The Unbearable Burden of Doing
By Miguel Guanipa (09/21/06)
Like a vapor which appears for a moment and then vanishes away, the news came and left as if something of no importance had taken place.
Neuroscientist Adrian Owens and a team of researchers at the University of Cambridge decided to try resonance imaging techniques to measure the neural activity in specific brain regions of a severely brain-damaged 23-year-old woman.
To their utter amazement, when the researchers spoke to the comatose patient the scan showed that the brain’s language processing areas became active in the same way as normal brains do. The researchers went on to ask the woman to imagine herself playing tennis, or walking through her house, and again the scan showed similar accents in the premotor areas of her brain as in those of healthy volunteers. In fact when Mr. Owen’s team compared her brain activity to that of healthy patients who participated in the study they found both patterns to be "indistinguishable".
Although Mr. Owens claimed he was “was absolutely stunned” at the findings he emphasized that these types of responses from the brain were “not unequivocal evidence that [the woman] is consciously aware", while at the same time cautioning that “if we don't see responses in a patient it does not necessarily mean they are not aware”; a momentary lapse of humility in a profession where it is easy to arrogate omniscient status.
Notably, Richard Harris of National Public Radio's science and health desk did not feel compelled to allocate any resources to “report a story that would, in essence, end where it began” Evidently a story that raises several ethical questions about long held assumptions on what it means to be in a state of consciousness and the manner in which we look at people who are in a persistent vegetative state is of no consequence to reporters at NPR.
Steven Laureys of the University of Liege, Belgium remarked that the woman’s brain activity “[showed] a clear act of intention” and added the clause that “The activity in her higher-order cognitive areas means, to me, that she was consciously aware of herself and her surroundings." (Italics mine)

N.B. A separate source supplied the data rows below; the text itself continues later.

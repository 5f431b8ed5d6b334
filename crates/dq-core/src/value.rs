//! # Loosely-Typed Rows
//!
//! [`Cell`] is what a query engine hands back for one column of one row.
//! [`Value`] is what ends up in the response after decoding, and
//! [`Record`] is a column-keyed row of values in column order.

use serde::ser::{SerializeMap, Serializer};
use serde::Serialize;

/// Raw cell as produced by the engine's driver.
#[derive(Debug, Clone, PartialEq)]
pub enum Cell {
    Null,
    Bool(bool),
    Int(i64),
    Float(f64),
    Text(String),
    Bytes(Vec<u8>),
}

/// Decoded, dynamically-typed column value.
#[derive(Debug, Clone, PartialEq, Serialize)]
#[serde(untagged)]
pub enum Value {
    Null,
    Bool(bool),
    Int(i64),
    Float(f64),
    Text(String),
    Bytes(Vec<u8>),
}

impl Value {
    pub fn as_i64(&self) -> Option<i64> {
        match self {
            Self::Int(n) => Some(*n),
            _ => None,
        }
    }

    pub fn is_null(&self) -> bool {
        matches!(self, Self::Null)
    }
}

/// One result row. Columns keep the order the engine returned them in.
#[derive(Debug, Clone, Default, PartialEq)]
pub struct Record(Vec<(String, Value)>);

impl Record {
    pub fn new() -> Self {
        Self::default()
    }

    pub fn with_capacity(n: usize) -> Self {
        Self(Vec::with_capacity(n))
    }

    /// Insert or overwrite `column`.
    pub fn insert(&mut self, column: impl Into<String>, value: Value) {
        let column = column.into();
        match self.0.iter_mut().find(|(c, _)| *c == column) {
            Some((_, slot)) => *slot = value,
            None => self.0.push((column, value)),
        }
    }

    pub fn get(&self, column: &str) -> Option<&Value> {
        self.0.iter().find(|(c, _)| c == column).map(|(_, v)| v)
    }

    pub fn columns(&self) -> impl Iterator<Item = &str> {
        self.0.iter().map(|(c, _)| c.as_str())
    }

    pub fn iter(&self) -> impl Iterator<Item = (&str, &Value)> {
        self.0.iter().map(|(c, v)| (c.as_str(), v))
    }

    pub fn len(&self) -> usize {
        self.0.len()
    }

    pub fn is_empty(&self) -> bool {
        self.0.is_empty()
    }
}

impl Serialize for Record {
    fn serialize<S: Serializer>(&self, serializer: S) -> Result<S::Ok, S::Error> {
        let mut map = serializer.serialize_map(Some(self.0.len()))?;
        for (column, value) in &self.0 {
            map.serialize_entry(column, value)?;
        }
        map.end()
    }
}
//! Rust client for the Centpay payment gateway REST API.
//!
//! Centpay's API is a flat REST surface over three resources (orders,
//! payments, refunds) authenticated with HTTP Basic auth. This crate wraps
//! it as thinly as possible: every operation builds one URL, performs one
//! HTTP call, and hands back the gateway's decoded JSON body. There is no
//! retry logic, no caching, and no client-side interpretation of HTTP status
//! codes.
//!
//! # Response contract
//!
//! The gateway reports application-level failures (validation errors, missing
//! entities, auth rejection) as a JSON error envelope with a 4xx/5xx status.
//! This client returns that envelope as `Ok(body)` just like any success
//! response; only a transport failure or a non-JSON body is an `Err`. Check
//! the payload's own `error` fields to detect gateway-side failures.
//!
//! # Quick start
//!
//! ```rust,no_run
//! use centpay::{CentpayClient, ListOrders, ListWindow};
//!
//! # async fn example() -> centpay::Result<()> {
//! // Reads CENTPAY_KEY_ID / CENTPAY_KEY_SECRET; fails fast when missing.
//! let client = CentpayClient::from_env()?;
//!
//! let orders = client
//!     .orders()
//!     .list(ListOrders {
//!         window: ListWindow { count: Some(2), ..Default::default() },
//!         ..Default::default()
//!     })
//!     .await?;
//!
//! println!("{orders}");
//! # Ok(())
//! # }
//! ```
//!
//! # Module organization
//!
//! - [`client`]: the [`CentpayClient`] handle
//! - [`config`]: credentials and gateway configuration
//! - [`http`]: the request executor shared by all operations
//! - [`resources`]: per-resource operation tables (orders, payments, refunds)
//! - [`error`]: error types

#![warn(missing_docs)]
#![warn(missing_debug_implementations)]

pub mod client;
pub mod config;
pub mod error;
pub mod http;
pub mod resources;

pub use client::CentpayClient;
pub use config::{Credentials, GatewayConfig, DEFAULT_BASE_URL};
pub use error::{GatewayError, Result};
pub use http::{Method, ParamValue, Params, RequestExecutor};
pub use resources::{CreateOrder, ListOrders, ListWindow, Orders, Payments, Refunds};
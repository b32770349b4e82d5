//! The request executor: one HTTP call per invocation, uniform response
//! normalization.
//!
//! Every resource operation in this crate funnels through
//! [`RequestExecutor::get`] or [`RequestExecutor::post`], which share one
//! execution path:
//!
//! 1. joins the configured base URL with the resource path, appending the
//!    query pairs in the order they were supplied (no sorting),
//! 2. attaches HTTP Basic auth from the configured credentials,
//! 3. sends exactly one request, and
//! 4. parses whatever body comes back as JSON, **regardless of HTTP status
//!    code**.
//!
//! The status-code-agnostic step 4 mirrors the gateway's own contract: error
//! responses carry a JSON error envelope, and the caller inspects it. Only a
//! transport failure (no response at all) or a non-JSON body produce an
//! `Err`. There are no retries and no executor-level timeouts; the underlying
//! [`reqwest::Client`] defaults govern.

use std::{borrow::Cow, sync::LazyLock};

use reqwest::Client;
use tracing::{debug, instrument};
use url::Url;

use crate::{
    config::{Credentials, GatewayConfig},
    error::{GatewayError, Result},
};

/// Default HTTP client shared by all executors.
///
/// A singleton keeps reqwest's connection pool shared across every client
/// constructed with [`RequestExecutor::new`].
static DEFAULT_HTTP_CLIENT: LazyLock<Client> =
    LazyLock::new(|| Client::builder().build().expect("failed to build default HTTP client"));

/// HTTP methods used by the gateway surface.
///
/// The REST API only ever reads with GET and writes with form-encoded POST.
#[derive(Debug, Clone, Copy, PartialEq, Eq)]
pub enum Method {
    /// Read operation; parameters travel in the query string.
    Get,
    /// Write operation; parameters travel as a form-encoded body.
    Post,
}

impl Method {
    /// Returns the wire name of the method.
    #[must_use]
    pub fn as_str(self) -> &'static str {
        match self {
            Self::Get => "GET",
            Self::Post => "POST",
        }
    }
}

/// A scalar request parameter value.
///
/// Values stringify without loss: integers in decimal, booleans as `1`/`0`
/// (the gateway's wire convention for flags such as `payment_capture` and
/// `authorized`).
///
/// # Examples
///
/// ```
/// use centpay::ParamValue;
///
/// assert_eq!(ParamValue::from(42i64).to_query(), "42");
/// assert_eq!(ParamValue::from(true).to_query(), "1");
/// assert_eq!(ParamValue::from(false).to_query(), "0");
/// assert_eq!(ParamValue::from("zap453").to_query(), "zap453");
/// ```
#[derive(Debug, Clone, PartialEq, Eq)]
pub enum ParamValue {
    /// String value, passed through verbatim (percent-encoding happens at
    /// URL-construction time).
    Str(String),
    /// Integer value, rendered in decimal.
    Int(i64),
    /// Boolean flag, rendered as `1` or `0`.
    Bool(bool),
}

impl ParamValue {
    /// Renders the value as it appears on the wire.
    #[must_use]
    pub fn to_query(&self) -> Cow<'_, str> {
        match self {
            Self::Str(s) => Cow::Borrowed(s.as_str()),
            Self::Int(i) => Cow::Owned(i.to_string()),
            Self::Bool(true) => Cow::Borrowed("1"),
            Self::Bool(false) => Cow::Borrowed("0"),
        }
    }
}

impl From<&str> for ParamValue {
    fn from(value: &str) -> Self {
        Self::Str(value.to_owned())
    }
}

impl From<String> for ParamValue {
    fn from(value: String) -> Self {
        Self::Str(value)
    }
}

impl From<i64> for ParamValue {
    fn from(value: i64) -> Self {
        Self::Int(value)
    }
}

impl From<u32> for ParamValue {
    fn from(value: u32) -> Self {
        Self::Int(i64::from(value))
    }
}

impl From<bool> for ParamValue {
    fn from(value: bool) -> Self {
        Self::Bool(value)
    }
}

/// Insertion-ordered request parameters.
///
/// Parameter names in the gateway surface are fixed string literals; order is
/// preserved all the way to the wire.
pub type Params = Vec<(&'static str, ParamValue)>;

/// Stateless executor for gateway calls.
///
/// Holds the configured base URL, the credential pair, and a
/// [`reqwest::Client`]. Each call is an independent request/response cycle;
/// there is no cross-call state, so a single executor may be used from many
/// tasks concurrently.
///
/// # Examples
///
/// ```
/// use centpay::{Credentials, GatewayConfig, RequestExecutor};
///
/// let config = GatewayConfig::new(Credentials::new("key_live_abc123", "topsecret")?);
/// let executor = RequestExecutor::new(&config)?;
/// # Ok::<(), centpay::GatewayError>(())
/// ```
#[derive(Debug, Clone)]
pub struct RequestExecutor {
    client: Client,
    base_url: Url,
    credentials: Credentials,
}

impl RequestExecutor {
    /// Creates an executor using the shared default HTTP client.
    ///
    /// Validates the configuration first, so empty credentials or a
    /// malformed base URL fail here, before any request can be issued.
    ///
    /// # Errors
    ///
    /// Returns [`GatewayError::Config`] if validation fails.
    pub fn new(config: &GatewayConfig) -> Result<Self> {
        Self::with_client(config, DEFAULT_HTTP_CLIENT.clone())
    }

    /// Creates an executor with a caller-supplied HTTP client.
    ///
    /// Use this to control pooling, timeouts, or proxies; the executor
    /// itself adds no policy of its own.
    ///
    /// # Errors
    ///
    /// Returns [`GatewayError::Config`] if validation fails.
    pub fn with_client(config: &GatewayConfig, client: Client) -> Result<Self> {
        config.validate()?;

        let base_url = Url::parse(&config.base_url).map_err(|e| {
            GatewayError::Config(format!("invalid base_url '{}': {e}", config.base_url))
        })?;

        Ok(Self { client, base_url, credentials: config.credentials.clone() })
    }

    /// Issues a GET request and decodes the JSON response body.
    ///
    /// # Errors
    ///
    /// Returns [`GatewayError::Transport`] if no response was received, or
    /// [`GatewayError::Decode`] if the body is not valid JSON.
    pub async fn get(&self, path: &str, query: Params) -> Result<serde_json::Value> {
        self.execute(Method::Get, path, &query, None).await
    }

    /// Issues a form-encoded POST request and decodes the JSON response body.
    ///
    /// # Errors
    ///
    /// Returns [`GatewayError::Transport`] if no response was received, or
    /// [`GatewayError::Decode`] if the body is not valid JSON.
    pub async fn post(&self, path: &str, form: Params) -> Result<serde_json::Value> {
        self.execute(Method::Post, path, &Params::new(), Some(&form)).await
    }

    /// Executes a single request/response cycle.
    #[instrument(skip(self, query, form))]
    async fn execute(
        &self,
        method: Method,
        path: &str,
        query: &Params,
        form: Option<&Params>,
    ) -> Result<serde_json::Value> {
        let url = self.build_url(path, query)?;

        let mut request = match method {
            Method::Get => self.client.get(url),
            Method::Post => self.client.post(url),
        };

        request = request
            .basic_auth(&self.credentials.key_id, Some(&self.credentials.key_secret));

        if let Some(form) = form {
            let pairs: Vec<(&str, String)> =
                form.iter().map(|(key, value)| (*key, value.to_query().into_owned())).collect();
            request = request.form(&pairs);
        }

        let response = request.send().await?;
        let status = response.status().as_u16();
        debug!(status, path, "gateway response received");

        // Any received response is decoded as JSON, 4xx/5xx included; the
        // gateway's error envelope is data, not a transport failure.
        let body = response.bytes().await?;
        serde_json::from_slice(&body).map_err(|source| GatewayError::Decode { status, source })
    }

    /// Joins base URL and path, appending query pairs in supplied order.
    ///
    /// An empty `query` leaves the path untouched (no trailing `?`).
    fn build_url(&self, path: &str, query: &Params) -> Result<Url> {
        let full = format!("{}{path}", self.base_url.as_str().trim_end_matches('/'));
        let mut url = Url::parse(&full)
            .map_err(|e| GatewayError::InvalidUrl(format!("'{full}': {e}")))?;

        if !query.is_empty() {
            let mut pairs = url.query_pairs_mut();
            for (key, value) in query {
                pairs.append_pair(key, &value.to_query());
            }
        }

        Ok(url)
    }
}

Lionel Naccache of the National Institute of Health and Medical Research in Orsay, France, called the woman's response "quite spectacular" but added that according to neuroscience, consciousness required the engaging “in intentional actions or interactions with the outside world”. Judging from Mr. Naccache’s postscript that areas of the brain that control moving or speaking were left intact in the stock-stilled patient, I gathered he must’ve been talking about moving one’s extremities; an undoubtedly anti-Descartian dictum devolving towards a more pragmatic “You do, therefore you are” approach.
Paul Matthews, a Clinical Neurosciences Professor at the University of Oxford virtually dismissed the findings by saying that in his opinion “the study alone (did) not provide sufficient evidence that (the patient displayed) a conscious interaction with the environment.” That is quite a pessimistic verdict I would say, considering that this is the first time this experiment had been tried. One wonders if his conclusion reflects less an assessment based on solid medical expertise than a bias firmly entrenched on certain philosophical presuppositions.
In spite of the fact that this story has received scarce publicity there are myriad important questions it raises regarding the present criteria used to declare someone consciously unaware and the attendant heart wrenching decisions people face based on such criteria. These questions are of vital importance because prevailing wisdom dictates that one who is in a permanent vegetative state is not entitled to exist.
It seldom requires great effort to relinquish our moral compass to the definitive verdict of the medical experts. We do this, partly in order to rest assured that we have acquiesced in principle to the right ethical choice, especially when it comes to cutting off the line that allows the one we plaintively refer to as the “shell of a person” to continue on living; and it’s a lot easier to dispose of a shell than it is the substance contained (or in this case lacking) therein.
The animation of that substance is what kindles the discourse neuroscientists engage in with the rest of us for whom this type of knowledge is not readily accessible and thus we are left to judge on criteria born of our personal religious inclinations. Moreover, scientists should not patronize the frame of reference us religious folk employ to judge sentience accordingly; after all, we are both vested in circumstances mired with moral conundrums involving matters of life and death.
But in today’s culture we have veered away from the quaint notion of life’s intrinsic sacredness by virtue of the fact that it is a gift, and focused more in the “quality” of life which turns it into a right. By defining life thus we assign levels of inviolability depending on the living person’s ability to display saliently meaningful expressions.
This is why modern ethicists are baffled when they are confronted with a situation like this, since hereto people who were medically defined as being in a persistent vegetative state were considered basically worthless.
In my humble opinion, I believe that perhaps neuroscience’s definition of consciousness needs to be revised.
If we are not interacting intentionally with the world, then half of the couch potatoes in this country are doomed to be euthanized. But consciousness should not always require engaging in intentional actions or interactions with the outside world. People who are asleep can be said to be mentally acting or interacting with some kind of cognitive “reality”, but nobody- at least not yet -presumes that we should escort them onto an eternal sleep.
The fact is that not even the gods of neuroscience are equipped to tell us what constitutes full consciousness. Reducing the concept of consciousness to intentional acts of volition merely reveals the limited scope of understanding we possess about how our minds operate; not to mention it would doom many in “persistent vegetation” status to medical death row.